Objectives: To assess the in vitro metrological performance of a centripetally rotating implant scan body (ISB) system (GeoXact®), designed to standardize scan-body orientation and create a compact concentric reference geometry to mitigate cumulative stitching drift during complete-arch implant scanning on multi-unit abutments (MUAs), and to investigate site-related effects. Methods: A maxillary resin cast with four implant sites restored with MUAs was digitized with an industrial optical scanner to generate the reference STL. GeoXact® ISBs were rotated into a centripetal contact configuration to standardize orientation and reduce inter-ISB spacing. Twenty complete-arch scans were acquired with an intraoral scanner (Primescan 2; Dentsply Sirona) by capturing only a partial portion of each ISB head (≥3 planar faces) along the contact chain. Experimental datasets were generated by CAD library replacement. Each dataset was rigidly aligned to the reference using ICP in CloudCompare (global registration). Global mean deviation was computed after global alignment; site-level mean deviations were computed under the same global transformation (no additional per-MUA best-fit), whereas per-MUA rigid alignment was used only to extract translational and angular parameters.
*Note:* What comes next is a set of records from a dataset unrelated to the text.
//! Ballistic flight paths between a throw and its catch
//!
//! A toss is a plain gravity parabola fixed by its endpoints and duration.
//! Bounce flights live in [`crate::bounce`]. Both expose the same query
//! surface through [`FlightPath`].

use cascade_core::{Coord, LayoutError, Result};

use crate::bounce::{BounceOptions, BouncePath};

/// Gravitational acceleration, cm/s²
pub const GRAVITY: f64 = 980.0;

/// A prop in the air between two events
#[derive(Debug, Clone)]
pub enum FlightPath {
    Toss(TossPath),
    Bounce(BouncePath),
}

impl FlightPath {
    /// Build the flight for a throw transition
    pub fn solve(
        throw_type: &str,
        modifier: Option<&str>,
        path: usize,
        start: Coord,
        t0: f64,
        end: Coord,
        t1: f64,
        elasticity: f64,
    ) -> Result<FlightPath> {
        match throw_type {
            "toss" => Ok(FlightPath::Toss(TossPath::new(start, t0, end, t1)?)),
            "bounce" => {
                let opts = BounceOptions::from_modifier(modifier, elasticity)?;
                Ok(FlightPath::Bounce(BouncePath::solve(
                    start, t0, end, t1, &opts,
                )?))
            }
            other => Err(LayoutError::BadThrowType {
                throw_type: other.to_string(),
                path,
                time: t0,
            }),
        }
    }

    pub fn start_time(&self) -> f64 {
        match self {
            FlightPath::Toss(p) => p.t0,
            FlightPath::Bounce(p) => p.start_time(),
        }
    }

    pub fn end_time(&self) -> f64 {
        match self {
            FlightPath::Toss(p) => p.t1,
            FlightPath::Bounce(p) => p.end_time(),
        }
    }

    pub fn coord(&self, t: f64) -> Coord {
        match self {
            FlightPath::Toss(p) => p.coord(t),
            FlightPath::Bounce(p) => p.coord(t),
        }
    }

    /// Prop velocity leaving the thrower's hand
    pub fn start_velocity(&self) -> Coord {
        match self {
            FlightPath::Toss(p) => p.velocity(p.t0),
            FlightPath::Bounce(p) => p.start_velocity(),
        }
    }

    /// Prop velocity arriving at the catcher's hand
    pub fn end_velocity(&self) -> Coord {
        match self {
            FlightPath::Toss(p) => p.velocity(p.t1),
            FlightPath::Bounce(p) => p.end_velocity(),
        }
    }

    /// Times within the flight when the prop strikes the bounce plane
    pub fn impact_times(&self) -> &[f64] {
        match self {
            FlightPath::Toss(_) => &[],
            FlightPath::Bounce(p) => p.impact_times(),
        }
    }

    /// Axis-aligned bounding corners over `[from, to]` clipped to the
    /// flight interval
    pub fn extrema_on(&self, from: f64, to: f64) -> (Coord, Coord) {
        match self {
            FlightPath::Toss(p) => p.extrema_on(from, to),
            FlightPath::Bounce(p) => p.extrema_on(from, to),
        }
    }
}

/// A single gravity parabola
#[derive(Debug, Clone)]
pub struct TossPath {
    start: Coord,
    end: Coord,
    t0: f64,
    t1: f64,
    /// vertical launch velocity, cm/s
    vz0: f64,
}

impl TossPath {
    pub fn new(start: Coord, t0: f64, end: Coord, t1: f64) -> Result<TossPath> {
        let dur = t1 - t0;
        if dur <= 0.0 {
            return Err(LayoutError::internal(format!(
                "toss with nonpositive duration {:.4}",
                dur
            )));
        }
        let vz0 = (end.z - start.z) / dur + GRAVITY * dur / 2.0;
        Ok(TossPath {
            start,
            end,
            t0,
            t1,
            vz0,
        })
    }

    pub fn coord(&self, t: f64) -> Coord {
        let s = (t - self.t0).clamp(0.0, self.t1 - self.t0);
        let frac = s / (self.t1 - self.t0);
        Coord::new(
            self.start.x + (self.end.x - self.start.x) * frac,
            self.start.y + (self.end.y - self.start.y) * frac,
            self.start.z + self.vz0 * s - GRAVITY * s * s / 2.0,
        )
    }

    pub fn velocity(&self, t: f64) -> Coord {
        let s = (t - self.t0).clamp(0.0, self.t1 - self.t0);
        let dur = self.t1 - self.t0;
        Coord::new(
            (self.end.x - self.start.x) / dur,
            (self.end.y - self.start.y) / dur,
            self.vz0 - GRAVITY * s,
        )
    }

    pub fn extrema_on(&self, from: f64, to: f64) -> (Coord, Coord) {
        let a = from.clamp(self.t0, self.t1);
        let b = to.clamp(self.t0, self.t1);
        let pa = self.coord(a);
        let pb = self.coord(b);
        let mut lo = pa.min(pb);
        let mut hi = pa.max(pb);
        // apex of the z parabola
        let apex = self.t0 + self.vz0 / GRAVITY;
        if apex > a && apex < b {
            let p = self.coord(apex);
            lo = lo.min(p);
            hi = hi.max(p);
        }
        (lo, hi)
    }
}
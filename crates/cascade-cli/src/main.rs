use anyhow::Result;
use clap::{Parser, Subcommand};

use cascade_core::{Hand, LayoutError, Pattern, PatternDef};
use cascade_layout::{layout, EventSequence, Layout};

#[derive(Parser)]
#[command(name = "cascade")]
#[command(about = "Validator and layout inspector for juggling patterns", long_about = None)]
struct Cli {
    #[command(subcommand)]
    command: Commands,
}

#[derive(Subcommand)]
enum Commands {
    /// Validate a pattern file and lay it out
    Validate {
        /// Path to a pattern JSON file
        file: String,
    },
    /// List the pattern's events over a time window
    Events {
        /// Path to a pattern JSON file
        file: String,

        /// Window start in seconds (default: 0)
        #[arg(short, long, default_value = "0")]
        from: f64,

        /// Window length in seconds (default: one loop)
        #[arg(short, long)]
        duration: Option<f64>,

        /// Output format (json or debug)
        #[arg(long, default_value = "debug")]
        format: String,
    },
    /// Sample every trajectory over one loop
    Layout {
        /// Path to a pattern JSON file
        file: String,

        /// Samples per loop (default: 16)
        #[arg(short, long, default_value = "16")]
        samples: usize,

        /// Output format (json or debug)
        #[arg(long, default_value = "debug")]
        format: String,
    },
    /// Query positions at one instant
    Coord {
        /// Path to a pattern JSON file
        file: String,

        /// Query time in seconds
        #[arg(short, long, default_value = "0")]
        time: f64,
    },
}

fn read_pattern(file: &str) -> Result<Pattern> {
    let source = std::fs::read_to_string(file)
        .map_err(|e| anyhow::anyhow!("Failed to read file '{}': {}", file, e))?;
    let def: PatternDef = serde_json::from_str(&source)
        .map_err(|e| anyhow::anyhow!("Failed to parse '{}': {}", file, e))?;
    match Pattern::from_def(def) {
        Ok(pattern) => Ok(pattern),
        Err(e) => {
            eprintln!("✗ Invalid pattern: {}", e);
            std::process::exit(1);
        }
    }
}

/// Lay the pattern out, exiting with a message when the pattern itself is
/// at fault
fn lay_out(pattern: &Pattern) -> Result<Layout> {
    match layout(pattern) {
        Ok(l) => Ok(l),
        Err(e) if e.is_user_error() => {
            eprintln!("✗ Layout error: {}", e);
            std::process::exit(1);
        }
        Err(e) => Err(e.into()),
    }
}

fn main() -> Result<()> {
    let cli = Cli::parse();

    match cli.command {
        Commands::Validate { file } => {
            let pattern = read_pattern(&file)?;
            let scene = lay_out(&pattern)?;
            println!("✓ Pattern is valid");
            println!(
                "  {} juggler(s), {} path(s), loop {:.3} s",
                scene.jugglers(),
                scene.paths(),
                scene.loop_duration()
            );
            Ok(())
        }
        Commands::Events {
            file,
            from,
            duration,
            format,
        } => {
            let pattern = read_pattern(&file)?;
            let duration = duration.unwrap_or_else(|| pattern.delay());
            let seq = match EventSequence::new(&pattern, from, false) {
                Ok(seq) => seq,
                Err(e) => {
                    eprintln!("✗ Invalid pattern: {}", e);
                    std::process::exit(1);
                }
            };
            let events: Vec<_> = seq
                .map(|image| image.event)
                .take_while(|e| e.time < from + duration)
                .collect();

            match format.as_str() {
                "json" => println!("{}", serde_json::to_string_pretty(&events)?),
                _ => {
                    println!("Events: {}", events.len());
                    for e in &events {
                        let kinds: Vec<String> =
                            e.transitions.iter().map(|t| t.to_string()).collect();
                        println!(
                            "  t={:+.3}  juggler {} {:>5} hand  {} [{}]",
                            e.time,
                            e.juggler,
                            e.hand.to_string(),
                            e.position,
                            kinds.join(", ")
                        );
                    }
                }
            }
            Ok(())
        }
        Commands::Layout {
            file,
            samples,
            format,
        } => {
            let pattern = read_pattern(&file)?;
            let scene = lay_out(&pattern)?;
            let d = scene.loop_duration();

            let mut rows = Vec::new();
            for i in 0..samples {
                let t = d * i as f64 / samples as f64;
                let mut paths = Vec::new();
                for p in 1..=scene.paths() {
                    paths.push(scene.path_coord(p, t)?);
                }
                let mut hands = Vec::new();
                for j in 1..=scene.jugglers() {
                    for hand in [Hand::Right, Hand::Left] {
                        hands.push(scene.hand_coord(j, hand, t)?);
                    }
                }
                rows.push((t, paths, hands));
            }

            match format.as_str() {
                "json" => {
                    let value: Vec<serde_json::Value> = rows
                        .iter()
                        .map(|(t, paths, hands)| {
                            serde_json::json!({
                                "time": t,
                                "paths": paths,
                                "hands": hands,
                            })
                        })
                        .collect();
                    println!("{}", serde_json::to_string_pretty(&value)?);
                }
                _ => {
                    for (t, paths, hands) in &rows {
                        print!("t={:.3} ", t);
                        for (p, c) in paths.iter().enumerate() {
                            print!(" path{}={}", p + 1, c);
                        }
                        for c in hands {
                            print!(" hand={}", c);
                        }
                        println!();
                    }
                }
            }
            Ok(())
        }
        Commands::Coord { file, time } => {
            let pattern = read_pattern(&file)?;
            let scene = lay_out(&pattern)?;

            println!("At t={:.3}:", time);
            for p in 1..=scene.paths() {
                println!("  path {} at {}", p, coord_or_exit(scene.path_coord(p, time))?);
            }
            for j in 1..=scene.jugglers() {
                println!(
                    "  juggler {} at {} facing {:.1}°",
                    j,
                    scene.juggler_position(j, time)?,
                    scene.juggler_angle(j, time)?
                );
                for hand in [Hand::Right, Hand::Left] {
                    let held = match scene.holding(j, hand, time)? {
                        Some(path) => format!("holding path {}", path),
                        None => "empty".to_string(),
                    };
                    println!(
                        "    {} hand at {} ({})",
                        hand,
                        scene.hand_coord(j, hand, time)?,
                        held
                    );
                }
            }
            Ok(())
        }
    }
}

fn coord_or_exit(
    result: std::result::Result<cascade_core::Coord, LayoutError>,
) -> Result<cascade_core::Coord> {
    match result {
        Ok(c) => Ok(c),
        Err(e) if e.is_user_error() => {
            eprintln!("✗ {}", e);
            std::process::exit(1);
        }
        Err(e) => Err(e.into()),
    }
}
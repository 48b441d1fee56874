use serde::{Deserialize, Serialize};
use std::fmt;
use std::ops::{Add, AddAssign, Mul, Neg, Sub};

/// A 3-D coordinate or velocity vector
///
/// Units are centimeters (or cm/s for velocities); +z points up and, in a
/// juggler's local frame, +x points to the juggler's right and +y forward.
#[derive(Debug, Clone, Copy, PartialEq, Default, Serialize, Deserialize)]
pub struct Coord {
    #[serde(default)]
    pub x: f64,
    #[serde(default)]
    pub y: f64,
    #[serde(default)]
    pub z: f64,
}

impl Coord {
    pub const ZERO: Coord = Coord {
        x: 0.0,
        y: 0.0,
        z: 0.0,
    };

    /// Create a new coordinate
    pub fn new(x: f64, y: f64, z: f64) -> Self {
        Coord { x, y, z }
    }

    /// Euclidean length of the vector
    pub fn length(&self) -> f64 {
        (self.x * self.x + self.y * self.y + self.z * self.z).sqrt()
    }

    /// Distance to another coordinate
    pub fn distance(self, other: Coord) -> f64 {
        (self - other).length()
    }

    /// Component-wise minimum
    pub fn min(self, other: Coord) -> Coord {
        Coord::new(
            self.x.min(other.x),
            self.y.min(other.y),
            self.z.min(other.z),
        )
    }

    /// Component-wise maximum
    pub fn max(self, other: Coord) -> Coord {
        Coord::new(
            self.x.max(other.x),
            self.y.max(other.y),
            self.z.max(other.z),
        )
    }

    /// Mirror across the y-z plane (left/right hand flip)
    pub fn flip_x(&self) -> Coord {
        Coord::new(-self.x, self.y, self.z)
    }

    /// Rotate about the z axis by `degrees` (counterclockwise seen from +z)
    pub fn rotate_z(&self, degrees: f64) -> Coord {
        let r = degrees.to_radians();
        let (s, c) = r.sin_cos();
        Coord::new(self.x * c - self.y * s, self.x * s + self.y * c, self.z)
    }

    /// Approximate equality within `tol` on every component
    pub fn approx_eq(self, other: Coord, tol: f64) -> bool {
        (self.x - other.x).abs() <= tol
            && (self.y - other.y).abs() <= tol
            && (self.z - other.z).abs() <= tol
    }
}

impl fmt::Display for Coord {
    fn fmt(&self, f: &mut fmt::Formatter<'_>) -> fmt::Result {
        write!(f, "({:.2}, {:.2}, {:.2})", self.x, self.y, self.z)
    }
}

impl Add for Coord {
    type Output = Coord;

    fn add(self, other: Coord) -> Coord {
        Coord::new(self.x + other.x, self.y + other.y, self.z + other.z)
    }
}

impl AddAssign for Coord {
    fn add_assign(&mut self, other: Coord) {
        self.x += other.x;
        self.y += other.y;
        self.z += other.z;
    }
}

impl Sub for Coord {
    type Output = Coord;

    fn sub(self, other: Coord) -> Coord {
        Coord::new(self.x - other.x, self.y - other.y, self.z - other.z)
    }
}

impl Mul<f64> for Coord {
    type Output = Coord;

    fn mul(self, s: f64) -> Coord {
        Coord::new(self.x * s, self.y * s, self.z * s)
    }
}

impl Neg for Coord {
    type Output = Coord;

    fn neg(self) -> Coord {
        Coord::new(-self.x, -self.y, -self.z)
    }
}

impl From<(f64, f64, f64)> for Coord {
    fn from((x, y, z): (f64, f64, f64)) -> Self {
        Coord::new(x, y, z)
    }
}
Outcomes were global mean deviation, mean deviation per MUA, translational magnitude, angular deviation, Δ interimplant distance, and scanning time. Results: Global mean deviation was 0.009 ±0.005 mm (n = 20). Mean deviation per MUA was 0.010 ±0.011 mm (n = 80). Translational magnitude and angular deviation averaged 0.064 ±0.092 mm and 0.203 ±0.165°, respectively. Mean Δ interimplant distance was 0.003 ±0.007 mm overall; the distal site showed the largest mean (0.008 ±0.011 mm). Mean scanning time was approximately 9 seconds. Conclusions: Under controlled in vitro conditions, the tested ISB workflow enabled rapid complete-arch acquisition with small 3D pose deviations on MUAs and limited site-related effects mainly at the distal implant position. Clinical Significance: In this in vitro model, the GeoXact® centripetal configuration enabled a compact reference geometry and rapid complete-arch acquisition with small metrological deviations.